◆ Exercise directions: Please output the whole listing below exactly as it is.

◆ Extracted records:
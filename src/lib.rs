//! # platform-landing
//!
//! Leptos SSR renderer for the platform marketing landing page.
//!
//! This crate generates the complete landing page — hero banner, three-card
//! feature grid, and footer link groups — as a static HTML document using
//! [Leptos](https://leptos.dev/) server-side rendering. The page carries no
//! state and no interactivity: every heading, feature card, and footer link
//! is authored literally in the components, so rendering is a pure function
//! from nothing to a fixed document.
//!
//! ## Features
//!
//! - **Zero JavaScript Runtime** - Pure SSR, no hydration needed
//! - **Component-Based** - One Leptos component per page section
//! - **Type-Safe** - Full Rust type safety from components to HTML
//! - **Self-Contained Output** - Inline stylesheet, no external assets
//!
//! ## Quick Start
//!
//! ```rust
//! use platform_landing::render_page;
//!
//! let html = render_page();
//! assert!(html.starts_with("<!DOCTYPE html>"));
//!
//! // Write to file
//! // std::fs::write("landing.html", html)?;
//! ```
//!
//! ## Architecture
//!
//! - [`components`] - Leptos UI components (document shell and page sections)
//! - [`styles`] - CSS constants
//!
//! ## Leptos 0.8 SSR
//!
//! This library uses Leptos 0.8's `RenderHtml` trait:
//!
//! ```rust,ignore
//! use leptos::tachys::view::RenderHtml;
//!
//! let view = view! { <PageDocument /> };
//! let html: String = view.to_html();
//! ```
//!
//! No reactive runtime or hydration is needed - pure static HTML generation.

#![warn(missing_docs)]
#![warn(rustdoc::missing_crate_level_docs)]

pub mod components;
pub mod styles;

use components::PageDocument;
use leptos::prelude::*;
use leptos::tachys::view::RenderHtml;

/// Render the complete landing page to an HTML string.
///
/// This is the composition root: it instantiates the [`PageDocument`]
/// component tree and serializes it. The output is deterministic — calling
/// this twice yields byte-identical strings — and includes `<!DOCTYPE html>`.
///
/// # Example
///
/// ```rust
/// use platform_landing::render_page;
///
/// let html = render_page();
/// assert!(html.contains("Welcome to Our Amazing Platform"));
/// ```
pub fn render_page() -> String {
    let doc = view! { <PageDocument /> };

    let html = doc.to_html();

    // Leptos doesn't include DOCTYPE, so we add it
    format!("<!DOCTYPE html>\n{}", html)
}

#[cfg(test)]
mod tests {
    use super::*;
    use pretty_assertions::assert_eq;

    fn index_of(html: &str, needle: &str) -> usize {
        html.find(needle)
            .unwrap_or_else(|| panic!("missing {needle:?} in rendered page"))
    }

    #[test]
    fn renders_complete_document() {
        let html = render_page();

        assert!(html.starts_with("<!DOCTYPE html>"));
        assert!(html.contains("<html"));
        assert!(html.contains("<style>"));
        assert!(html.contains("Welcome to Our Amazing Platform"));
    }

    #[test]
    fn sections_appear_once_and_in_order() {
        let html = render_page();

        assert_eq!(html.matches("class=\"hero\"").count(), 1);
        assert_eq!(html.matches("class=\"features\"").count(), 1);
        assert_eq!(html.matches("class=\"footer\"").count(), 1);

        let hero = index_of(&html, "class=\"hero\"");
        let features = index_of(&html, "class=\"features\"");
        let footer = index_of(&html, "class=\"footer\"");
        assert!(hero < features, "hero must precede features");
        assert!(features < footer, "features must precede footer");
    }

    #[test]
    fn features_grid_has_exactly_three_cards() {
        let html = render_page();

        assert_eq!(html.matches("class=\"feature-card\"").count(), 3);

        // Each card carries its literal icon, title, and description.
        assert!(html.contains("⚡"));
        assert!(html.contains("Lightning Fast"));
        assert!(html.contains("optimized infrastructure and modern architecture"));

        assert!(html.contains("🔒"));
        // `&` in text nodes is entity-escaped by the SSR encoder.
        assert!(html.contains("Secure &amp; Reliable"));
        assert!(html.contains("99.9% uptime"));

        assert!(html.contains("🎨"));
        assert!(html.contains("Beautiful Design"));
        assert!(html.contains("across all devices and screen sizes"));
    }

    #[test]
    fn footer_groups_are_labeled_and_ordered() {
        let html = render_page();

        assert_eq!(html.matches("class=\"footer-heading\"").count(), 3);

        let product = index_of(&html, ">Product<");
        let company = index_of(&html, ">Company<");
        let connect = index_of(&html, ">Connect<");
        assert!(product < company && company < connect);
    }

    #[test]
    fn product_group_links_in_order() {
        let html = render_page();

        let features = index_of(&html, ">Features<");
        let pricing = index_of(&html, ">Pricing<");
        let docs = index_of(&html, ">Documentation<");
        assert!(features < pricing && pricing < docs);

        // Product links precede the Company group.
        let company = index_of(&html, ">Company<");
        assert!(docs < company);
    }

    #[test]
    fn hero_exposes_two_inert_buttons() {
        let html = render_page();

        assert_eq!(html.matches("<button").count(), 2);
        assert!(html.contains("Get Started"));
        assert!(html.contains("Learn More"));

        // Inert: no handlers are serialized anywhere in the document.
        assert!(!html.contains("onclick"));
        assert!(!html.contains("<script"));
    }

    #[test]
    fn footer_bottom_line_is_literal() {
        let html = render_page();

        assert!(html.contains("© 2024 Your Company. All rights reserved."));
    }

    #[test]
    fn rendering_is_idempotent() {
        assert_eq!(render_page(), render_page());
    }
}
//! Landing page generator.
//!
//! Renders the landing page to a static HTML file:
//!
//! ```bash
//! landing --output dist/index.html
//! ```

use std::fs;
use std::path::PathBuf;

use anyhow::{Context, Result};
use clap::Parser;
use tracing::info;

#[derive(Parser, Debug)]
#[command(name = "landing")]
#[command(about = "Render the platform landing page to a static HTML file")]
#[command(version)]
struct Args {
    /// Output file path
    #[arg(short, long, default_value = "landing.html")]
    output: PathBuf,

    /// Log level (trace, debug, info, warn, error)
    #[arg(long, default_value = "info")]
    log_level: String,
}

fn main() -> Result<()> {
    let args = Args::parse();

    tracing_subscriber::fmt()
        .with_env_filter(
            tracing_subscriber::EnvFilter::try_from_default_env()
                .unwrap_or_else(|_| args.log_level.parse().unwrap_or_default()),
        )
        .init();

    info!("Rendering landing page v{}", env!("CARGO_PKG_VERSION"));

    let html = platform_landing::render_page();

    if let Some(parent) = args.output.parent() {
        if !parent.as_os_str().is_empty() {
            fs::create_dir_all(parent).with_context(|| {
                format!("Failed to create output directory {}", parent.display())
            })?;
        }
    }
    fs::write(&args.output, &html)
        .with_context(|| format!("Failed to write {}", args.output.display()))?;

    info!("Wrote {} ({} bytes)", args.output.display(), html.len());

    Ok(())
}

◆ Your solution:
filename src/lib.rs
//! # platform-landing
//!
//! Leptos SSR renderer for the platform marketing landing page.
//!
//! This crate generates the complete landing page — hero banner, three-card
//! feature grid, and footer link groups — as a static HTML document using
//! [Leptos](https://leptos.dev/) server-side rendering. The page carries no
//! state and no interactivity: every heading, feature card, and footer link
//! is authored literally in the components, so rendering is a pure function
//! from nothing to a fixed document.
//!
//! ## Features
//!
//! - **Zero JavaScript Runtime** - Pure SSR, no hydration needed
//! - **Component-Based** - One Leptos component per page section
//! - **Type-Safe** - Full Rust type safety from components to HTML
//! - **Self-Contained Output** - Inline stylesheet, no external assets
//!
//! ## Quick Start
//!
//! ```rust
//! use platform_landing::render_page;
//!
//! let html = render_page();
//! assert!(html.starts_with("<!DOCTYPE html>"));
//!
//! // Write to file
//! // std::fs::write("landing.html", html)?;
//! ```
//!
//! ## Architecture
//!
//! - [`components`] - Leptos UI components (document shell and page sections)
//! - [`styles`] - CSS constants
//!
//! ## Leptos 0.8 SSR
//!
//! This library uses Leptos 0.8's `RenderHtml` trait:
//!
//! ```rust,ignore
//! use leptos::tachys::view::RenderHtml;
//!
//! let view = view! { <PageDocument /> };
//! let html: String = view.to_html();
//! ```
//!
//! No reactive runtime or hydration is needed - pure static HTML generation.

#![warn(missing_docs)]
#![warn(rustdoc::missing_crate_level_docs)]

pub mod components;
pub mod styles;

use components::PageDocument;
use leptos::prelude::*;
use leptos::tachys::view::RenderHtml;

/// Render the complete landing page to an HTML string.
///
/// This is the composition root: it instantiates the [`PageDocument`]
/// component tree and serializes it. The output is deterministic — calling
/// this twice yields byte-identical strings — and includes `<!DOCTYPE html>`.
///
/// # Example
///
/// ```rust
/// use platform_landing::render_page;
///
/// let html = render_page();
/// assert!(html.contains("Welcome to Our Amazing Platform"));
/// ```
pub fn render_page() -> String {
    let doc = view! { <PageDocument /> };

    let html = doc.to_html();

    // Leptos doesn't include DOCTYPE, so we add it
    format!("<!DOCTYPE html>\n{}", html)
}

#[cfg(test)]
mod tests {
    use super::*;
    use pretty_assertions::assert_eq;

    fn index_of(html: &str, needle: &str) -> usize {
        html.find(needle)
            .unwrap_or_else(|| panic!("missing {needle:?} in rendered page"))
    }

    #[test]
    fn renders_complete_document() {
        let html = render_page();

        assert!(html.starts_with("<!DOCTYPE html>"));
        assert!(html.contains("<html"));
        assert!(html.contains("<style>"));
        assert!(html.contains("Welcome to Our Amazing Platform"));
    }

    #[test]
    fn sections_appear_once_and_in_order() {
        let html = render_page();

        assert_eq!(html.matches("class=\"hero\"").count(), 1);
        assert_eq!(html.matches("class=\"features\"").count(), 1);
        assert_eq!(html.matches("class=\"footer\"").count(), 1);

        let hero = index_of(&html, "class=\"hero\"");
        let features = index_of(&html, "class=\"features\"");
        let footer = index_of(&html, "class=\"footer\"");
        assert!(hero < features, "hero must precede features");
        assert!(features < footer, "features must precede footer");
    }

    #[test]
    fn features_grid_has_exactly_three_cards() {
        let html = render_page();

        assert_eq!(html.matches("class=\"feature-card\"").count(), 3);

        // Each card carries its literal icon, title, and description.
        assert!(html.contains("⚡"));
        assert!(html.contains("Lightning Fast"));
        assert!(html.contains("optimized infrastructure and modern architecture"));

        assert!(html.contains("🔒"));
        // `&` in text nodes is entity-escaped by the SSR encoder.
        assert!(html.contains("Secure &amp; Reliable"));
        assert!(html.contains("99.9% uptime"));

        assert!(html.contains("🎨"));
        assert!(html.contains("Beautiful Design"));
        assert!(html.contains("across all devices and screen sizes"));
    }

    #[test]
    fn footer_groups_are_labeled_and_ordered() {
        let html = render_page();

        assert_eq!(html.matches("class=\"footer-heading\"").count(), 3);

        let product = index_of(&html, ">Product<");
        let company = index_of(&html, ">Company<");
        let connect = index_of(&html, ">Connect<");
        assert!(product < company && company < connect);
    }

    #[test]
    fn product_group_links_in_order() {
        let html = render_page();

        let features = index_of(&html, ">Features<");
        let pricing = index_of(&html, ">Pricing<");
        let docs = index_of(&html, ">Documentation<");
        assert!(features < pricing && pricing < docs);

        // Product links precede the Company group.
        let company = index_of(&html, ">Company<");
        assert!(docs < company);
    }

    #[test]
    fn hero_exposes_two_inert_buttons() {
        let html = render_page();

        assert_eq!(html.matches("<button").count(), 2);
        assert!(html.contains("Get Started"));
        assert!(html.contains("Learn More"));

        // Inert: no handlers are serialized anywhere in the document.
        assert!(!html.contains("onclick"));
        assert!(!html.contains("<script"));
    }

    #[test]
    fn footer_bottom_line_is_literal() {
        let html = render_page();

        assert!(html.contains("© 2024 Your Company. All rights reserved."));
    }

    #[test]
    fn rendering_is_idempotent() {
        assert_eq!(render_page(), render_page());
    }
}
//! Landing page generator.
//!
//! Renders the landing page to a static HTML file:
//!
//! ```bash
//! landing --output dist/index.html
//! ```

use std::fs;
use std::path::PathBuf;

use anyhow::{Context, Result};
use clap::Parser;
use tracing::info;

#[derive(Parser, Debug)]
#[command(name = "landing")]
#[command(about = "Render the platform landing page to a static HTML file")]
#[command(version)]
struct Args {
    /// Output file path
    #[arg(short, long, default_value = "landing.html")]
    output: PathBuf,

    /// Log level (trace, debug, info, warn, error)
    #[arg(long, default_value = "info")]
    log_level: String,
}

fn main() -> Result<()> {
    let args = Args::parse();

    tracing_subscriber::fmt()
        .with_env_filter(
            tracing_subscriber::EnvFilter::try_from_default_env()
                .unwrap_or_else(|_| args.log_level.parse().unwrap_or_default()),
        )
        .init();

    info!("Rendering landing page v{}", env!("CARGO_PKG_VERSION"));

    let html = platform_landing::render_page();

    if let Some(parent) = args.output.parent() {
        if !parent.as_os_str().is_empty() {
            fs::create_dir_all(parent).with_context(|| {
                format!("Failed to create output directory {}", parent.display())
            })?;
        }
    }
    fs::write(&args.output, &html)
        .with_context(|| format!("Failed to write {}", args.output.display()))?;

    info!("Wrote {} ({} bytes)", args.output.display(), html.len());

    Ok(())
}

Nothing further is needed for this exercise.